■ Dataset entries:
= Beginning of Section =

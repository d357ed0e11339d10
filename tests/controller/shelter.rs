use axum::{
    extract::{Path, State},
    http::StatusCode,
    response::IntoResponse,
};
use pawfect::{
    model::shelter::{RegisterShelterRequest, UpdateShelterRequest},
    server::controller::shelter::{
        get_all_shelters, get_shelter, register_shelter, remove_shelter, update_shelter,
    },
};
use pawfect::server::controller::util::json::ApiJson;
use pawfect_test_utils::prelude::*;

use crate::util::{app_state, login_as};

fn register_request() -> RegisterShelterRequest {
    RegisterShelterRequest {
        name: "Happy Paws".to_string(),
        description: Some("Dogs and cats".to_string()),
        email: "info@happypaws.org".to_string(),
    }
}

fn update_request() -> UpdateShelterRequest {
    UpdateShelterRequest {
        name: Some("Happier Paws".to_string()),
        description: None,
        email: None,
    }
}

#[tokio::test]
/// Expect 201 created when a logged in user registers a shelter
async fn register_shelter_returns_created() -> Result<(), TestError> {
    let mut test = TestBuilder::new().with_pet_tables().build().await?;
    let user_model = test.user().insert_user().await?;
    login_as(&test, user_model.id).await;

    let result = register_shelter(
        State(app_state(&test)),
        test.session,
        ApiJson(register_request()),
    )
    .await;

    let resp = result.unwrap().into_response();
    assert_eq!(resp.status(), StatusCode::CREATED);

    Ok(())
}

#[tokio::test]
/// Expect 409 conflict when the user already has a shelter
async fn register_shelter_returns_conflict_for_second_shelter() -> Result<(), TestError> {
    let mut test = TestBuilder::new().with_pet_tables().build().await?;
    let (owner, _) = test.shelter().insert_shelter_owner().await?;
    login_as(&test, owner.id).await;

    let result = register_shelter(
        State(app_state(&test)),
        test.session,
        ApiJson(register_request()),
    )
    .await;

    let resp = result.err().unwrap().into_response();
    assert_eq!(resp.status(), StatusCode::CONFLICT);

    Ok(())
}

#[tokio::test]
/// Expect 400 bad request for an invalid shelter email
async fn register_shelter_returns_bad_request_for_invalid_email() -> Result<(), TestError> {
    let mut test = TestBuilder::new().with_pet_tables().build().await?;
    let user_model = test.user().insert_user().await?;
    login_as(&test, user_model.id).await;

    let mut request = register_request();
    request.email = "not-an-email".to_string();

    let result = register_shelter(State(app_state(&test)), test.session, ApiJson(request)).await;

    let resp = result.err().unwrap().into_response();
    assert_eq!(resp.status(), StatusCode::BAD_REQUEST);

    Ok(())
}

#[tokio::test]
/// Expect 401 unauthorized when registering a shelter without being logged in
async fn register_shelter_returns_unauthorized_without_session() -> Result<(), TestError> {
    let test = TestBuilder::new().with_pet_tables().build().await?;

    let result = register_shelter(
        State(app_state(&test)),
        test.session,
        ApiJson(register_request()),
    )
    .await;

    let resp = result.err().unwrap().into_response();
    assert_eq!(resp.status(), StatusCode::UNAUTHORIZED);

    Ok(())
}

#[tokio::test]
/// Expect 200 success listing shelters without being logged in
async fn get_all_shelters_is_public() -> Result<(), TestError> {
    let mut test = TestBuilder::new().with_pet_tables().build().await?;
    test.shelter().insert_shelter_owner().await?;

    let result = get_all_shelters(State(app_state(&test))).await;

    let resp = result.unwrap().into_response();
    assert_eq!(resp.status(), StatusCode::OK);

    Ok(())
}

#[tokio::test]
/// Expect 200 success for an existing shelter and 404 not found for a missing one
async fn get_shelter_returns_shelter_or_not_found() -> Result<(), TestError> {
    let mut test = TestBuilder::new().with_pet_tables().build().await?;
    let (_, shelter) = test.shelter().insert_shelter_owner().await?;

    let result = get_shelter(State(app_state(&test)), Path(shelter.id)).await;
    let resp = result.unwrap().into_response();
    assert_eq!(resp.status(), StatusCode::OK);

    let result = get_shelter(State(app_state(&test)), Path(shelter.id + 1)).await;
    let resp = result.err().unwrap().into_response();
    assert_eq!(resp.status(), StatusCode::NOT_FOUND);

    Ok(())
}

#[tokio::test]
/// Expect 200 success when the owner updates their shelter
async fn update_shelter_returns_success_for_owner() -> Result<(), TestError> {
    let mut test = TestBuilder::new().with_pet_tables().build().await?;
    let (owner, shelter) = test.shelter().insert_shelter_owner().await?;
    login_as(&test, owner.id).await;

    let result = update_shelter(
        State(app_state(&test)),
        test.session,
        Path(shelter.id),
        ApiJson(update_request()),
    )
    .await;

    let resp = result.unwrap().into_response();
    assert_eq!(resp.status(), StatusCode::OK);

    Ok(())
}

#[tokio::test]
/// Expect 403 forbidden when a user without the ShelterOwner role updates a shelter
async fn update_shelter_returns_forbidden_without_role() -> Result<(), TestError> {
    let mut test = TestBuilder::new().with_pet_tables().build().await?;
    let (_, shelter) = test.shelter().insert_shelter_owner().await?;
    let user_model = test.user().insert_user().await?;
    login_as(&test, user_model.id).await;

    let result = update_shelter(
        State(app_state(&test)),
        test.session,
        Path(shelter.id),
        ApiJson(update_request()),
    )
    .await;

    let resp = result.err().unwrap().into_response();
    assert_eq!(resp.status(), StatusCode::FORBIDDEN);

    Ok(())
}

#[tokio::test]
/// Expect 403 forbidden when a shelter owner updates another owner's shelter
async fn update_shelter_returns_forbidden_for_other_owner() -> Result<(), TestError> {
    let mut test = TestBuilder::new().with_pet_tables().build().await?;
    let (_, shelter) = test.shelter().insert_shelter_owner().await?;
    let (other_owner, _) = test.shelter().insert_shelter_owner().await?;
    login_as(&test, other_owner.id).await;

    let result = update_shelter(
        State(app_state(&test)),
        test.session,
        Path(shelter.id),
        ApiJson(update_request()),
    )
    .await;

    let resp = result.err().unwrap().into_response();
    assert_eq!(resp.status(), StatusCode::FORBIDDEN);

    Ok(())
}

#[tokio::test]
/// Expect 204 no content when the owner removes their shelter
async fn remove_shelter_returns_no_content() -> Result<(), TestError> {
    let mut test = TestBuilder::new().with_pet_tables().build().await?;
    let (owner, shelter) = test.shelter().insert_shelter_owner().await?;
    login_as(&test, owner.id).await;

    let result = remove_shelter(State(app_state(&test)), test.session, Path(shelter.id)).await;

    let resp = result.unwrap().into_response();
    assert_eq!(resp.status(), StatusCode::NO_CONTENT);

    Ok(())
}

= End of Section =

■ Exercise brief: The response should consist of the entries above, retyped exactly.

■ Solution for this problem:
repository d357ed0e11339d10
filename tests/controller/shelter.rs
use axum::{
    extract::{Path, State},
    http::StatusCode,
    response::IntoResponse,
};
use pawfect::{
    model::shelter::{RegisterShelterRequest, UpdateShelterRequest},
    server::controller::shelter::{
        get_all_shelters, get_shelter, register_shelter, remove_shelter, update_shelter,
    },
};
use pawfect::server::controller::util::json::ApiJson;
use pawfect_test_utils::prelude::*;

use crate::util::{app_state, login_as};

fn register_request() -> RegisterShelterRequest {
    RegisterShelterRequest {
        name: "Happy Paws".to_string(),
        description: Some("Dogs and cats".to_string()),
        email: "info@happypaws.org".to_string(),
    }
}

fn update_request() -> UpdateShelterRequest {
    UpdateShelterRequest {
        name: Some("Happier Paws".to_string()),
        description: None,
        email: None,
    }
}

#[tokio::test]
/// Expect 201 created when a logged in user registers a shelter
async fn register_shelter_returns_created() -> Result<(), TestError> {
    let mut test = TestBuilder::new().with_pet_tables().build().await?;
    let user_model = test.user().insert_user().await?;
    login_as(&test, user_model.id).await;

    let result = register_shelter(
        State(app_state(&test)),
        test.session,
        ApiJson(register_request()),
    )
    .await;

    let resp = result.unwrap().into_response();
    assert_eq!(resp.status(), StatusCode::CREATED);

    Ok(())
}

#[tokio::test]
/// Expect 409 conflict when the user already has a shelter
async fn register_shelter_returns_conflict_for_second_shelter() -> Result<(), TestError> {
    let mut test = TestBuilder::new().with_pet_tables().build().await?;
    let (owner, _) = test.shelter().insert_shelter_owner().await?;
    login_as(&test, owner.id).await;

    let result = register_shelter(
        State(app_state(&test)),
        test.session,
        ApiJson(register_request()),
    )
    .await;

    let resp = result.err().unwrap().into_response();
    assert_eq!(resp.status(), StatusCode::CONFLICT);

    Ok(())
}

#[tokio::test]
/// Expect 400 bad request for an invalid shelter email
async fn register_shelter_returns_bad_request_for_invalid_email() -> Result<(), TestError> {
    let mut test = TestBuilder::new().with_pet_tables().build().await?;
    let user_model = test.user().insert_user().await?;
    login_as(&test, user_model.id).await;

    let mut request = register_request();
    request.email = "not-an-email".to_string();

    let result = register_shelter(State(app_state(&test)), test.session, ApiJson(request)).await;

    let resp = result.err().unwrap().into_response();
    assert_eq!(resp.status(), StatusCode::BAD_REQUEST);

    Ok(())
}

#[tokio::test]
/// Expect 401 unauthorized when registering a shelter without being logged in
async fn register_shelter_returns_unauthorized_without_session() -> Result<(), TestError> {
    let test = TestBuilder::new().with_pet_tables().build().await?;

    let result = register_shelter(
        State(app_state(&test)),
        test.session,
        ApiJson(register_request()),
    )
    .await;

    let resp = result.err().unwrap().into_response();
    assert_eq!(resp.status(), StatusCode::UNAUTHORIZED);

    Ok(())
}

#[tokio::test]
/// Expect 200 success listing shelters without being logged in
async fn get_all_shelters_is_public() -> Result<(), TestError> {
    let mut test = TestBuilder::new().with_pet_tables().build().await?;
    test.shelter().insert_shelter_owner().await?;

    let result = get_all_shelters(State(app_state(&test))).await;

    let resp = result.unwrap().into_response();
    assert_eq!(resp.status(), StatusCode::OK);

    Ok(())
}

#[tokio::test]
/// Expect 200 success for an existing shelter and 404 not found for a missing one
async fn get_shelter_returns_shelter_or_not_found() -> Result<(), TestError> {
    let mut test = TestBuilder::new().with_pet_tables().build().await?;
    let (_, shelter) = test.shelter().insert_shelter_owner().await?;

    let result = get_shelter(State(app_state(&test)), Path(shelter.id)).await;
    let resp = result.unwrap().into_response();
    assert_eq!(resp.status(), StatusCode::OK);

    let result = get_shelter(State(app_state(&test)), Path(shelter.id + 1)).await;
    let resp = result.err().unwrap().into_response();
    assert_eq!(resp.status(), StatusCode::NOT_FOUND);

    Ok(())
}

#[tokio::test]
/// Expect 200 success when the owner updates their shelter
async fn update_shelter_returns_success_for_owner() -> Result<(), TestError> {
    let mut test = TestBuilder::new().with_pet_tables().build().await?;
    let (owner, shelter) = test.shelter().insert_shelter_owner().await?;
    login_as(&test, owner.id).await;

    let result = update_shelter(
        State(app_state(&test)),
        test.session,
        Path(shelter.id),
        ApiJson(update_request()),
    )
    .await;

    let resp = result.unwrap().into_response();
    assert_eq!(resp.status(), StatusCode::OK);

    Ok(())
}

#[tokio::test]
/// Expect 403 forbidden when a user without the ShelterOwner role updates a shelter
async fn update_shelter_returns_forbidden_without_role() -> Result<(), TestError> {
    let mut test = TestBuilder::new().with_pet_tables().build().await?;
    let (_, shelter) = test.shelter().insert_shelter_owner().await?;
    let user_model = test.user().insert_user().await?;
    login_as(&test, user_model.id).await;

    let result = update_shelter(
        State(app_state(&test)),
        test.session,
        Path(shelter.id),
        ApiJson(update_request()),
    )
    .await;

    let resp = result.err().unwrap().into_response();
    assert_eq!(resp.status(), StatusCode::FORBIDDEN);

    Ok(())
}

#[tokio::test]
/// Expect 403 forbidden when a shelter owner updates another owner's shelter
async fn update_shelter_returns_forbidden_for_other_owner() -> Result<(), TestError> {
    let mut test = TestBuilder::new().with_pet_tables().build().await?;
    let (_, shelter) = test.shelter().insert_shelter_owner().await?;
    let (other_owner, _) = test.shelter().insert_shelter_owner().await?;
    login_as(&test, other_owner.id).await;

    let result = update_shelter(
        State(app_state(&test)),
        test.session,
        Path(shelter.id),
        ApiJson(update_request()),
    )
    .await;

    let resp = result.err().unwrap().into_response();
    assert_eq!(resp.status(), StatusCode::FORBIDDEN);

    Ok(())
}

#[tokio::test]
/// Expect 204 no content when the owner removes their shelter
async fn remove_shelter_returns_no_content() -> Result<(), TestError> {
    let mut test = TestBuilder::new().with_pet_tables().build().await?;
    let (owner, shelter) = test.shelter().insert_shelter_owner().await?;
    login_as(&test, owner.id).await;

    let result = remove_shelter(State(app_state(&test)), test.session, Path(shelter.id)).await;

    let resp = result.unwrap().into_response();
    assert_eq!(resp.status(), StatusCode::NO_CONTENT);

    Ok(())
}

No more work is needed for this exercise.